US-based World Fuel Services Corporation said late Thursday that its marine fuel sales in the third quarter fell by around 12.5% year on year to 6 million mt, taking the drop in its marine fuel sales for the nine months ended September 30 to 13.6% year on year.
This comes as weak global macroeconomics, competition among bunker suppliers, as well as a challenging outlook for the shipping industry which is grappling with weak demand, a supply overhang and upcoming environmental regulations, weighs on the market.
Despite declining sales volumes, the company’s marine segment generated a gross profit of $43 million in Q3, an increase of 41% year on year, primarily due to improved economics in the company’s core operations as well as seasonal activities, it said in its latest quarterly financial results report.
This represents the highest level of marine gross profit in a single quarter since 2015, Ira M. Birns, executive vice president and CFO, said in the company’s earnings call.
The significant year-on-year increase in gross profit was principally related to stronger margins driven by the sharp rise in bunker fuel prices in an increasingly constrained credit environment, he said.
“Additionally, we benefited from certain higher margins seasonal business during the third quarter,” he said.
“Looking ahead to the fourth quarter, we expect marine results to decline driven principally by the drop off in seasonal activity. Therefore, we anticipate our marine result for the fourth quarter that would be in line with or somewhat better than our second quarter result,” he added.

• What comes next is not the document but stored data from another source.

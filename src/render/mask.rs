use image::RgbaImage;

use crate::render::composite::{over, premultiply, unpremultiply};

/// Virtual alpha mask that is opaque inside a circle and clear outside it.
///
/// The mask is never rasterized; [`CircleMask::alpha_at`] is evaluated per queried
/// pixel. Pixel `(x, y)` is tested at its center `(x + 0.5, y + 0.5)`, so a mask of
/// radius `r` centered at `(cx, cy)` covers exactly the square `[cx-r, cx+r)²` when
/// intersected with its bounds.
#[derive(Clone, Copy, Debug, PartialEq, Eq)]
pub struct CircleMask {
    /// Center x in pixels.
    pub cx: i32,
    /// Center y in pixels.
    pub cy: i32,
    /// Radius in pixels.
    pub r: i32,
}

impl CircleMask {
    /// Mask centered at `(cx, cy)` with radius `r`.
    pub fn new(cx: i32, cy: i32, r: i32) -> Self {
        Self { cx, cy, r: r.max(0) }
    }

    /// Mask inscribed in a `width × height` raster: center `(w/2, h/2)`, radius `min(w, h)/2`.
    pub fn inscribed(width: u32, height: u32) -> Self {
        let w = i32::try_from(width).unwrap_or(i32::MAX);
        let h = i32::try_from(height).unwrap_or(i32::MAX);
        Self::new(w / 2, h / 2, w.min(h) / 2)
    }

    /// Bounding square `(x0, y0, x1, y1)`, max-exclusive.
    pub fn bounds(&self) -> (i32, i32, i32, i32) {
        (
            self.cx - self.r,
            self.cy - self.r,
            self.cx + self.r,
            self.cy + self.r,
        )
    }

    /// 255 when `(x - cx + 0.5)² + (y - cy + 0.5)² < r²`, else 0.
    pub fn alpha_at(&self, x: i32, y: i32) -> u8 {
        let (x0, y0, x1, y1) = self.bounds();
        if x < x0 || x >= x1 || y < y0 || y >= y1 {
            return 0;
        }
        // Doubled to stay in integers: (2dx + 1)² + (2dy + 1)² < (2r)².
        let dx = 2 * i64::from(x - self.cx) + 1;
        let dy = 2 * i64::from(y - self.cy) + 1;
        let rr = 2 * i64::from(self.r);
        if dx * dx + dy * dy < rr * rr { 255 } else { 0 }
    }
}

/// Composite `src` through `mask` onto a fresh transparent raster of the same size.
pub fn apply_circle_mask(src: &RgbaImage, mask: &CircleMask) -> RgbaImage {
    let mut dst = RgbaImage::new(src.width(), src.height());
    let (x0, y0, x1, y1) = mask.bounds();
    let max_x = i32::try_from(src.width()).unwrap_or(i32::MAX);
    let max_y = i32::try_from(src.height()).unwrap_or(i32::MAX);

    for y in y0.max(0)..y1.min(max_y) {
        for x in x0.max(0)..x1.min(max_x) {
            let coverage = mask.alpha_at(x, y);
            if coverage == 0 {
                continue;
            }
            let (ux, uy) = (x as u32, y as u32);
            let s = premultiply(src.get_pixel(ux, uy).0);
            let d = premultiply(dst.get_pixel(ux, uy).0);
            dst.put_pixel(ux, uy, image::Rgba(unpremultiply(over(d, s, coverage))));
        }
    }
    dst
}

#[cfg(test)]
#[path = "../../tests/unit/render/mask.rs"]
mod tests;
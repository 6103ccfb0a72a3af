//! ogcard renders a fixed-size social-media card PNG.
//!
//! One run is a single linear pass over a [`Canvas`]:
//!
//! 1. **Background**: decode a PNG/JPEG and blit it unscaled at the origin
//! 2. **Overlay**: fill a translucent panel inset from the edges
//! 3. **Site link**: one muted line anchored to the bottom-left
//! 4. **Title**: word-wrapped headline with a drop shadow, rejected if too tall
//! 5. **Avatar**: resize, crop through a [`CircleMask`], place with optional tilt and ring
//! 6. **Output**: encode the canvas as PNG
//!
//! Every parameter lives in [`CardConfig`]; its defaults reproduce the stock 1200×628 card.
//! Library steps return [`CardResult`]; [`run`] and [`render_card`] add step context with
//! `anyhow`, and the typed [`CardError`] stays reachable via `downcast_ref`.
#![forbid(unsafe_code)]

mod assets;
mod config;
mod foundation;
mod pipeline;
mod render;

pub use assets::decode::{SupportedFormat, decode_image, load_image, sniff_format};
pub use assets::encode::{encode_png, write_png};
pub use assets::font::{FontFace, TextLayoutEngine};
pub use config::{
    AvatarAnchor, AvatarBorder, AvatarPlacement, AvatarStyle, CardConfig, LayoutVariant,
    OverlayStyle, SiteLinkStyle, TitleStyle,
};
pub use foundation::core::{Affine, CanvasSize, Point, Rgba8, Vec2};
pub use foundation::error::{CardError, CardResult};
pub use pipeline::{render_card, run};
pub use render::avatar::{
    crop_circle, draw_avatar, load_avatar, place_avatar, resize_to_width, resized_height,
};
pub use render::background::{draw_background, draw_overlay};
pub use render::canvas::{Canvas, TextAlign};
pub use render::mask::{CircleMask, apply_circle_mask};
pub use render::text::{draw_site_link, draw_title, title_block_height, validate_title_height};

“We continue to focus on three pillars driving our value creation strategy: institutionalizing our cost management culture; sharpening our portfolio to ensure that we are allocating our capital and talent to develop durable profit streams that generate returns in excess of our cost of capital; and achieve aggressive organic growth,” Michael J. Kasbar, chairman and CEO, said during the same call.
The company’s marine business performed well following rigorous management of costs, Kasbar said.
“We sharpened our portfolio of market segments and locations, which enhanced margins and we expanded physical operations, which are reaching critical mass and driving organic growth,” Kasbar added.
Kasbar also said that he did not think the International Maritime Organization’s global sulfur limit rule for marine fuels had impacted the company’s results in Q3.
The IMO rule will cap the sulfur limit in marine fuels to 0.5% worldwide from January 1, 2020, from 3.5% currently. This applies outside designated emission control areas where the limit is already 0.1%.
The company is well positioned for the upcoming rule, Kasbar said.
“It is going to be a different type of market that will certainly benefit us because of the expertise we bring in terms of sourcing different qualities of fuels and making sure that it’s available,” he said.